Metastatic pheochromocytoma and paraganglioma (PCs/PGLs) show high germline mutation, and 18F-FDG and 68Ga-DOTA peptide positron emission tomography/computed tomography (PET/CT) imaging are recommended for the diagnosis of metastatic of PCs. However, there has been lack of direct comparison of the two modalities in the diagnosis of metastatic of PCs up to now. To evaluate and compare the value of localization of 68Ga-somatostatin receptor analogs and 18F-FDG in the diagnosis of metastatic PCs/PGLs. A comprehensive literature search of PubMed/MEDLINE, ScienceDirect, and Web of Science was performed in accordance with the Preferred Reporting Items for Systematic Review and Meta-analysis (PRISMA) guidelines published in August 2016. We critically reviewed all studies based on the PICOS criteria. QUADAS-2 was used to evaluate the quality of the methodology of the included studies. This meta-analysis included 17 studies (629 patients, average age [mean ± SD] = 42.7 ± 6.3 years). The pooled sensitivity and specificity of 18F-FDG and 68Ga peptides were 0.85 (95% confidence interval [CI] = 0.78-0.91) and 0.55 (95% CI = 0.37-0.73), and 0.95 (95% CI = 0.92-0.97) and 0.87 (95% CI = 0.63-0.96), respectively.
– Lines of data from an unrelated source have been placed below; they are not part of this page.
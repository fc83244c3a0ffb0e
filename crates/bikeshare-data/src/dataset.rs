//! Immutable dataset snapshot shared by every aggregation

use std::path::Path;
use std::sync::Arc;

use bikeshare_common::Result;
use chrono::NaiveDate;
use tracing::{debug, info, instrument};

use crate::loader::{load_daily, load_hourly};
use crate::range::DateRange;
use crate::record::RentalRecord;

/// Daily and hourly tables held as shared, read-only slices.
///
/// Cloning is cheap; filtering produces a new snapshot and never touches
/// the original.
#[derive(Debug, Clone)]
pub struct Dataset {
    daily: Arc<[RentalRecord]>,
    hourly: Arc<[RentalRecord]>,
}

impl Default for Dataset {
    fn default() -> Self {
        Self::new(Vec::new(), Vec::new())
    }
}

impl Dataset {
    pub fn new(daily: Vec<RentalRecord>, hourly: Vec<RentalRecord>) -> Self {
        Self {
            daily: daily.into(),
            hourly: hourly.into(),
        }
    }

    /// Load both tables from CSV files
    #[instrument(skip_all, fields(day = %day_path.as_ref().display(), hour = %hour_path.as_ref().display()))]
    pub fn load<P: AsRef<Path>, Q: AsRef<Path>>(day_path: P, hour_path: Q) -> Result<Self> {
        let daily = load_daily(day_path.as_ref())?;
        let hourly = load_hourly(hour_path.as_ref())?;
        let dataset = Self::new(daily, hourly);
        match dataset.span() {
            Some(span) => info!(%span, "Dataset ready"),
            None => info!("Dataset ready but the daily table is empty"),
        }
        Ok(dataset)
    }

    pub fn daily(&self) -> &[RentalRecord] {
        &self.daily
    }

    pub fn hourly(&self) -> &[RentalRecord] {
        &self.hourly
    }

    /// True when both tables have no rows
    pub fn is_empty(&self) -> bool {
        self.daily.is_empty() && self.hourly.is_empty()
    }

    /// First and last date of the daily table
    pub fn span(&self) -> Option<DateRange> {
        DateRange::spanning(self.daily.iter().map(|r| r.date))
    }

    /// Resolve optional bounds against the data span.
    ///
    /// A missing bound defaults to the matching end of the span. Returns
    /// `None` only when a bound is missing and the daily table is empty.
    pub fn resolve_range(
        &self,
        start: Option<NaiveDate>,
        end: Option<NaiveDate>,
    ) -> Result<Option<DateRange>> {
        let span = self.span();
        let start = start.or_else(|| span.map(|s| s.start()));
        let end = end.or_else(|| span.map(|s| s.end()));
        match (start, end) {
            (Some(start), Some(end)) => DateRange::new(start, end).map(Some),
            _ => Ok(None),
        }
    }

    /// Snapshot with both tables bounded to `range`
    pub fn filter(&self, range: &DateRange) -> Dataset {
        let pick = |rows: &[RentalRecord]| -> Arc<[RentalRecord]> {
            rows.iter()
                .filter(|r| range.contains(r.date))
                .cloned()
                .collect()
        };
        let filtered = Self {
            daily: pick(&self.daily),
            hourly: pick(&self.hourly),
        };
        debug!(
            %range,
            daily = filtered.daily.len(),
            hourly = filtered.hourly.len(),
            "Filtered dataset"
        );
        filtered
    }
}

#[cfg(test)]
mod tests {
    use super::*;
    use bikeshare_common::test_utils::{create_temp_dir, write_sample_datasets};

    fn date(y: i32, m: u32, d: u32) -> NaiveDate {
        NaiveDate::from_ymd_opt(y, m, d).unwrap()
    }

    fn sample() -> Dataset {
        let dir = create_temp_dir();
        let (day, hour) = write_sample_datasets(dir.path());
        Dataset::load(day, hour).unwrap()
    }

    #[test]
    fn test_span_of_sample() {
        let span = sample().span().unwrap();
        assert_eq!(span.start(), date(2011, 1, 1));
        assert_eq!(span.end(), date(2012, 12, 31));
        assert_eq!(Dataset::default().span(), None);
    }

    #[test]
    fn test_filter_bounds_both_tables() {
        let dataset = sample();
        let range = DateRange::new(date(2011, 1, 1), date(2011, 1, 3)).unwrap();
        let filtered = dataset.filter(&range);

        assert_eq!(filtered.daily().len(), 3);
        assert_eq!(filtered.hourly().len(), 5);
        assert!(filtered.daily().iter().all(|r| range.contains(r.date)));
        // The original snapshot is untouched
        assert_eq!(dataset.daily().len(), 8);
    }

    #[test]
    fn test_filter_outside_data_is_empty() {
        let range = DateRange::new(date(2015, 1, 1), date(2015, 12, 31)).unwrap();
        let filtered = sample().filter(&range);
        assert!(filtered.is_empty());
        assert_eq!(filtered.span(), None);
    }

    #[test]
    fn test_resolve_range_defaults_to_span() {
        let dataset = sample();
        let range = dataset.resolve_range(None, None).unwrap().unwrap();
        assert_eq!(Some(range), dataset.span());

        let range = dataset.resolve_range(Some(date(2012, 1, 1)), None).unwrap().unwrap();
        assert_eq!(range.end(), date(2012, 12, 31));

        assert!(dataset.resolve_range(Some(date(2013, 1, 1)), None).is_err());
        assert_eq!(Dataset::default().resolve_range(None, None).unwrap(), None);
    }
}
//! Configuration validation

use crate::loader::ConfigError;
use crate::Config;
use regex::Regex;
use std::sync::LazyLock;
use tracing_subscriber::EnvFilter;

/// Regex pattern for validating hex color codes (e.g., #FFFFFF, #1f77b4)
pub static HEX_COLOR_REGEX: LazyLock<Regex> = LazyLock::new(|| {
    Regex::new(r"^#[0-9A-Fa-f]{6}$").expect("Invalid hex color regex pattern")
});

/// Configuration validator
pub struct ConfigValidator;

impl ConfigValidator {
    /// Validate a configuration, returning the first offending field
    pub fn validate(config: &Config) -> Result<(), ConfigError> {
        validate_path("data.day_csv", &config.data.day_csv)?;
        validate_path("data.hour_csv", &config.data.hour_csv)?;
        validate_path("dashboard.output_dir", &config.dashboard.output_dir)?;

        if let (Some(start), Some(end)) = (config.dashboard.start_date, config.dashboard.end_date) {
            if start > end {
                return Err(ConfigError::validation(
                    "dashboard.start_date",
                    format!("start date {start} is after end date {end}"),
                ));
            }
        }

        let scales = &config.scales;
        validate_scale("scales.temperature", scales.temperature)?;
        validate_scale("scales.feeling_temperature", scales.feeling_temperature)?;
        validate_scale("scales.humidity", scales.humidity)?;
        validate_scale("scales.windspeed", scales.windspeed)?;

        let charts = &config.charts;
        validate_dimension("charts.width", charts.width)?;
        validate_dimension("charts.height", charts.height)?;

        let colors = &charts.colors;
        validate_color("charts.colors.background", &colors.background)?;
        validate_color("charts.colors.primary", &colors.primary)?;
        validate_color("charts.colors.casual", &colors.casual)?;
        validate_color("charts.colors.registered", &colors.registered)?;
        validate_palette("charts.colors.years", &colors.years)?;
        validate_palette("charts.colors.categories", &colors.categories)?;

        validate_log_level(&config.logging.level)?;

        Ok(())
    }

    /// Check a single hex color
    pub fn is_valid_color(color: &str) -> bool {
        HEX_COLOR_REGEX.is_match(color)
    }
}

fn validate_path(field: &str, value: &str) -> Result<(), ConfigError> {
    if value.trim().is_empty() {
        return Err(ConfigError::validation(field, "path cannot be empty"));
    }
    Ok(())
}

fn validate_scale(field: &str, value: f64) -> Result<(), ConfigError> {
    if !value.is_finite() || value <= 0.0 {
        return Err(ConfigError::validation(
            field,
            format!("scale must be a positive number, got {value}"),
        ));
    }
    Ok(())
}

fn validate_dimension(field: &str, value: u32) -> Result<(), ConfigError> {
    if !(100..=10_000).contains(&value) {
        return Err(ConfigError::validation(
            field,
            format!("must be between 100 and 10000 pixels, got {value}"),
        ));
    }
    Ok(())
}

fn validate_color(field: &str, value: &str) -> Result<(), ConfigError> {
    if !HEX_COLOR_REGEX.is_match(value) {
        return Err(ConfigError::validation(
            field,
            format!("'{value}' is not a #RRGGBB color"),
        ));
    }
    Ok(())
}

/// Accepts any directive string the logging filter accepts
fn validate_log_level(value: &str) -> Result<(), ConfigError> {
    if value.trim().is_empty() {
        return Err(ConfigError::validation("logging.level", "level cannot be empty"));
    }
    EnvFilter::try_new(value).map_err(|e| {
        ConfigError::validation("logging.level", format!("invalid filter '{value}': {e}"))
    })?;
    Ok(())
}

fn validate_palette(field: &str, values: &[String]) -> Result<(), ConfigError> {
    if values.is_empty() {
        return Err(ConfigError::validation(field, "palette cannot be empty"));
    }
    values.iter().try_for_each(|color| validate_color(field, color))
}

#[cfg(test)]
mod tests {
    use super::*;
    use chrono::NaiveDate;

    #[test]
    fn test_hex_color_regex() {
        assert!(HEX_COLOR_REGEX.is_match("#FFFFFF"));
        assert!(HEX_COLOR_REGEX.is_match("#abc123"));

        assert!(!HEX_COLOR_REGEX.is_match("FFFFFF"));
        assert!(!HEX_COLOR_REGEX.is_match("#FFF"));
        assert!(!HEX_COLOR_REGEX.is_match("#FFFFFFF"));
        assert!(!HEX_COLOR_REGEX.is_match("#GGGGGG"));
        assert!(!HEX_COLOR_REGEX.is_match(""));
    }

    #[test]
    fn test_default_config_is_valid() {
        assert!(ConfigValidator::validate(&Config::default()).is_ok());
    }

    #[test]
    fn test_rejects_empty_paths() {
        let mut config = Config::default();
        config.data.hour_csv = "  ".to_string();
        let err = ConfigValidator::validate(&config).unwrap_err();
        assert!(err.to_string().contains("data.hour_csv"));
    }

    #[test]
    fn test_rejects_non_positive_scales() {
        for bad in [0.0, -41.0, f64::NAN, f64::INFINITY] {
            let mut config = Config::default();
            config.scales.windspeed = bad;
            assert!(ConfigValidator::validate(&config).is_err(), "accepted {bad}");
        }
    }

    #[test]
    fn test_rejects_inverted_date_range() {
        let mut config = Config::default();
        config.dashboard.start_date = NaiveDate::from_ymd_opt(2012, 1, 1);
        config.dashboard.end_date = NaiveDate::from_ymd_opt(2011, 1, 1);
        assert!(ConfigValidator::validate(&config).is_err());

        config.dashboard.end_date = config.dashboard.start_date;
        assert!(ConfigValidator::validate(&config).is_ok());
    }

    #[test]
    fn test_rejects_bad_dimensions_and_colors() {
        let mut config = Config::default();
        config.charts.width = 10;
        assert!(ConfigValidator::validate(&config).is_err());

        let mut config = Config::default();
        config.charts.colors.categories.push("teal".to_string());
        assert!(ConfigValidator::validate(&config).is_err());

        let mut config = Config::default();
        config.charts.colors.years.clear();
        assert!(ConfigValidator::validate(&config).is_err());
    }

    #[test]
    fn test_rejects_unknown_log_level() {
        let mut config = Config::default();
        config.logging.level = "   ".to_string();
        assert!(ConfigValidator::validate(&config).is_err());

        config.logging.level = "bikeshare_graphs".to_string();
        assert!(ConfigValidator::validate(&config).is_ok());

        config.logging.level = "WARN".to_string();
        assert!(ConfigValidator::validate(&config).is_ok());

        config.logging.level = "info,bikeshare_graphs=trace".to_string();
        assert!(ConfigValidator::validate(&config).is_ok());

        config.logging.level = "bikeshare_graphs=noisy".to_string();
        assert!(ConfigValidator::validate(&config).is_err());
    }
}
//! # Bikeshare Data
//!
//! Rental record model, CSV loading with row validation, inclusive date
//! ranges and the immutable dataset snapshot every aggregation reads from.

#![warn(clippy::all)]
#![allow(clippy::module_name_repetitions)]

pub mod dataset;
pub mod loader;
pub mod range;
pub mod record;

pub use dataset::Dataset;
pub use loader::{load_daily, load_hourly, read_records};
pub use range::DateRange;
pub use record::{RentalRecord, TableKind};
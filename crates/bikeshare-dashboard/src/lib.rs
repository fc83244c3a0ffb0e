//! # Bikeshare Dashboard
//!
//! Command-line dashboard generator: loads the daily and hourly datasets,
//! bounds them to a reporting window, aggregates them and writes a single
//! self-contained `index.html` (plus an optional `summary.json`).

#![warn(clippy::all)]
#![allow(clippy::module_name_repetitions)]

pub mod cli;
pub mod html;
pub mod output;
pub mod sections;

pub use cli::Cli;
pub use html::{render_page, PageContent};
pub use output::{generate, generate_from, DashboardReport, INDEX_FILE, SUMMARY_FILE};
pub use sections::{Chart, Section, SectionBuilder};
The area under the sROC curves of the 18F-FDG and 68Ga peptides were 0.88 (95% CI = 0.85-0.91) and 0.78 (95% CI = 0.74-0.81), respectively. A subgroup analysis demonstrated that the difference at the per-lesion level and gene mutation level was significant. Compared to 18F-FDG PET/CT, the 68Ga-somatostatin receptor demonstrated good performance in the localization of metastatic PCs/PGLs, especially those with germline mutations. The use of the 68Ga-somatostatin receptor can be a new tool in the diagnosis of metastatic PCs/PGLs.